= Babacar Khane =

Senegalese yogi

Babacar Khane (born January 2, 1935), also known as Yogi Khane, Yogi Babacar Khane and Maître Khane, is a practitioner of yoga, author, and mystical poet. His work has focused on the diffusion of yoga in Europe and its introduction into medical treatments. He founded the International Yoga Institute and an international yoga teacher training school, active now in Africa, America, Asia and Europe. He introduced a new way of teaching yoga based on Indian Hatha yoga asanas, Egyptian postures and Chinese exercises attributed by the Shaolin monks to Bodhidharma. He is one proponent of "Egyptian yoga", a branch of yoga based on the observation of the ancient-Egyptian art.

== Biography ==
Khane was born in Dakar, into a Sufi family. He learned yoga at an early age and became a disciple of Paramahansa Yogananda. He founded the first center of the International Yoga Institute (or Institut International de Yoga) in Dakar, in 1960. In 1964, he was invited by Philippe Baumgartner, a French gerontologist and author of several books (among them, L'Homme et son Âge, Julliard, Paris, 1959; and 101 Conseils pour retrouver et développer la mémoire, Hachette, Paris, 1976, ISBN 2-01-002324-2) to take part with him in several international medical conferences in order to explain and show how yoga might be helpful against the ageing process. In 1965, Baumgartner asked him to collaborate with him in the treatment of his rheumatic patients in Aix-les-Bains. Both organised later an annual course of treatment in Gorée. This collaboration lasted until the death of Baumgartner in 1980 and was very important for the genesis of the therapeutic and preventive yoga method created by Khane. Baumgartner introduced Khane in several important European yoga schools and federations who invited him soon to give often seminars and hatha-yoga demonstrations. In 1972, he opened his first yoga teacher training school in Switzerland. In 1974, he became a member of the pedagogic committee of the Fédération Française de Yoga (called now the FNEY). In 1978, he decided to leave this Federation and devote himself entirely to the development of the International Yoga Institute in Europe, Africa and America. His yoga school now has branches in many countries throughout the world.
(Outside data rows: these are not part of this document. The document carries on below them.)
//! Paystack transaction initialization client.

use async_trait::async_trait;
use serde::{Deserialize, Serialize};
use std::time::Duration;
use tracing::{debug, instrument, warn};

use crate::config::PaymentGatewayConfig;
use crate::errors::ServiceError;
use crate::services::payment_split::{
    InitializeTransaction, PaymentGateway, SplitPlan, TransactionInit,
};

#[derive(Debug, Serialize)]
struct SplitSubaccount<'a> {
    subaccount: &'a str,
    share: i64,
}

#[derive(Debug, Serialize)]
struct SplitInstruction<'a> {
    #[serde(rename = "type")]
    split_type: &'static str,
    bearer_type: &'static str,
    subaccounts: Vec<SplitSubaccount<'a>>,
}

#[derive(Debug, Serialize)]
struct InitializeBody<'a> {
    email: &'a str,
    amount: i64,
    currency: &'a str,
    reference: &'a str,
    #[serde(skip_serializing_if = "Option::is_none")]
    callback_url: Option<&'a str>,
    metadata: &'a serde_json::Value,
    #[serde(skip_serializing_if = "Option::is_none")]
    subaccount: Option<&'a str>,
    #[serde(skip_serializing_if = "Option::is_none")]
    split: Option<SplitInstruction<'a>>,
}

impl<'a> From<&'a InitializeTransaction> for InitializeBody<'a> {
    fn from(request: &'a InitializeTransaction) -> Self {
        let (subaccount, split) = match &request.split {
            SplitPlan::Platform => (None, None),
            SplitPlan::Single { subaccount } => (Some(subaccount.as_str()), None),
            SplitPlan::Split { shares } => (
                None,
                Some(SplitInstruction {
                    split_type: "flat",
                    bearer_type: "account",
                    subaccounts: shares
                        .iter()
                        .map(|s| SplitSubaccount {
                            subaccount: &s.subaccount,
                            share: s.share,
                        })
                        .collect(),
                }),
            ),
        };
        Self {
            email: &request.email,
            amount: request.amount,
            currency: &request.currency,
            reference: &request.reference,
            callback_url: request.callback_url.as_deref(),
            metadata: &request.metadata,
            subaccount,
            split,
        }
    }
}

#[derive(Debug, Deserialize)]
struct InitializeResponse {
    status: bool,
    message: String,
    data: Option<InitializeData>,
}

#[derive(Debug, Deserialize)]
struct InitializeData {
    authorization_url: String,
    access_code: Option<String>,
    reference: String,
}

#[derive(Clone)]
pub struct PaystackGateway {
    client: reqwest::Client,
    base_url: String,
    secret_key: String,
    provider: String,
}

impl std::fmt::Debug for PaystackGateway {
    fn fmt(&self, f: &mut std::fmt::Formatter<'_>) -> std::fmt::Result {
        f.debug_struct("PaystackGateway")
            .field("base_url", &self.base_url)
            .field("provider", &self.provider)
            .finish_non_exhaustive()
    }
}

impl PaystackGateway {
    pub fn new(config: &PaymentGatewayConfig) -> Result<Self, ServiceError> {
        let client = reqwest::Client::builder()
            .timeout(Duration::from_secs(config.timeout_secs))
            .build()
            .map_err(|e| ServiceError::InternalError(format!("http client: {}", e)))?;
        Ok(Self {
            client,
            base_url: config.base_url.trim_end_matches('/').to_string(),
            secret_key: config.secret_key.clone(),
            provider: config.provider.clone(),
        })
    }
}

#[async_trait]
impl PaymentGateway for PaystackGateway {
    fn provider(&self) -> String {
        self.provider.clone()
    }

    #[instrument(skip(self, request), fields(reference = %request.reference, amount = request.amount))]
    async fn initialize(
        &self,
        request: &InitializeTransaction,
    ) -> Result<TransactionInit, ServiceError> {
        let url = format!("{}/transaction/initialize", self.base_url);
        let body = InitializeBody::from(request);

        let response = self
            .client
            .post(&url)
            .bearer_auth(&self.secret_key)
            .json(&body)
            .send()
            .await
            .map_err(|e| ServiceError::GatewayError(format!("gateway unreachable: {}", e)))?;

        let status = response.status();
        let parsed: InitializeResponse = response.json().await.map_err(|e| {
            ServiceError::GatewayError(format!("unreadable gateway response ({}): {}", status, e))
        })?;

        if !status.is_success() || !parsed.status {
            warn!(%status, message = %parsed.message, "gateway refused transaction");
            return Err(ServiceError::GatewayError(parsed.message));
        }

        let data = parsed.data.ok_or_else(|| {
            ServiceError::GatewayError("gateway response carried no data".to_string())
        })?;
        debug!(reference = %data.reference, "gateway transaction initialized");

        Ok(TransactionInit {
            authorization_url: data.authorization_url,
            access_code: data.access_code,
            reference: data.reference,
        })
    }
}

#[cfg(test)]
mod tests {
    use super::*;
    use crate::services::payment_split::SplitShare;
    use assert_matches::assert_matches;
    use serde_json::json;
    use uuid::Uuid;
    use wiremock::matchers::{body_partial_json, header, method, path};
    use wiremock::{Mock, MockServer, ResponseTemplate};

    fn gateway(server: &MockServer) -> PaystackGateway {
        let mut config = PaymentGatewayConfig::new("sk_test_secret");
        config.base_url = server.uri();
        PaystackGateway::new(&config).unwrap()
    }

    fn request(split: SplitPlan) -> InitializeTransaction {
        InitializeTransaction {
            email: "buyer@example.com".into(),
            amount: 2000,
            currency: "NGN".into(),
            reference: "ORD-1-ABC".into(),
            callback_url: None,
            metadata: json!({"order_number": "ORD-1"}),
            split,
        }
    }

    #[tokio::test]
    async fn sends_flat_split_and_returns_authorization() {
        let server = MockServer::start().await;
        Mock::given(method("POST"))
            .and(path("/transaction/initialize"))
            .and(header("authorization", "Bearer sk_test_secret"))
            .and(body_partial_json(json!({
                "amount": 2000,
                "split": {
                    "type": "flat",
                    "bearer_type": "account",
                    "subaccounts": [
                        {"subaccount": "ACCT_A", "share": 1000},
                        {"subaccount": "ACCT_B", "share": 1000}
                    ]
                }
            })))
            .respond_with(ResponseTemplate::new(200).set_body_json(json!({
                "status": true,
                "message": "Authorization URL created",
                "data": {
                    "authorization_url": "https://checkout.paystack.com/abc",
                    "access_code": "abc",
                    "reference": "ORD-1-ABC"
                }
            })))
            .expect(1)
            .mount(&server)
            .await;

        let split = SplitPlan::Split {
            shares: vec![
                SplitShare {
                    store_id: Uuid::new_v4(),
                    subaccount: "ACCT_A".into(),
                    share: 1000,
                },
                SplitShare {
                    store_id: Uuid::new_v4(),
                    subaccount: "ACCT_B".into(),
                    share: 1000,
                },
            ],
        };
        let init = gateway(&server).initialize(&request(split)).await.unwrap();
        assert_eq!(init.authorization_url, "https://checkout.paystack.com/abc");
        assert_eq!(init.reference, "ORD-1-ABC");
    }

    #[tokio::test]
    async fn single_vendor_uses_subaccount_field() {
        let server = MockServer::start().await;
        Mock::given(method("POST"))
            .and(path("/transaction/initialize"))
            .and(body_partial_json(json!({"subaccount": "ACCT_A"})))
            .respond_with(ResponseTemplate::new(200).set_body_json(json!({
                "status": true,
                "message": "ok",
                "data": {"authorization_url": "https://pay/x", "reference": "R1"}
            })))
            .expect(1)
            .mount(&server)
            .await;

        let init = gateway(&server)
            .initialize(&request(SplitPlan::Single {
                subaccount: "ACCT_A".into(),
            }))
            .await
            .unwrap();
        assert_eq!(init.reference, "R1");
        assert_eq!(init.access_code, None);
    }

    #[tokio::test]
    async fn refusal_is_a_gateway_error() {
        let server = MockServer::start().await;
        Mock::given(method("POST"))
            .and(path("/transaction/initialize"))
            .respond_with(ResponseTemplate::new(400).set_body_json(json!({
                "status": false,
                "message": "Invalid subaccount"
            })))
            .mount(&server)
            .await;

        let result = gateway(&server).initialize(&request(SplitPlan::Platform)).await;
        assert_matches!(result, Err(ServiceError::GatewayError(msg)) if msg == "Invalid subaccount");
    }

    #[tokio::test]
    async fn unreadable_response_is_a_gateway_error() {
        let server = MockServer::start().await;
        Mock::given(method("POST"))
            .respond_with(ResponseTemplate::new(502).set_body_string("bad gateway"))
            .mount(&server)
            .await;

        let result = gateway(&server).initialize(&request(SplitPlan::Platform)).await;
        assert_matches!(result, Err(ServiceError::GatewayError(_)));
    }
}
==Khane's teaching method==
When he began to introduce yoga in the treatment of Baumgartner's old and rheumatic patients, Khane had to adapt his teaching to the limited abilities of this new audience. For pedagogic reasons, he decided to introduce into his hatha-yoga lessons some Chinese exercises based on the inner style (Nei Shia) of the kung-fu method attributed to the Indian Buddhist monk Bodhidharma. He used in addition some postures depicted in the temples of ancient Egypt, which he calls "Egyptian yoga".

== Khane and Egyptian yoga ==

An Egyptian attitude, Dendera Temple.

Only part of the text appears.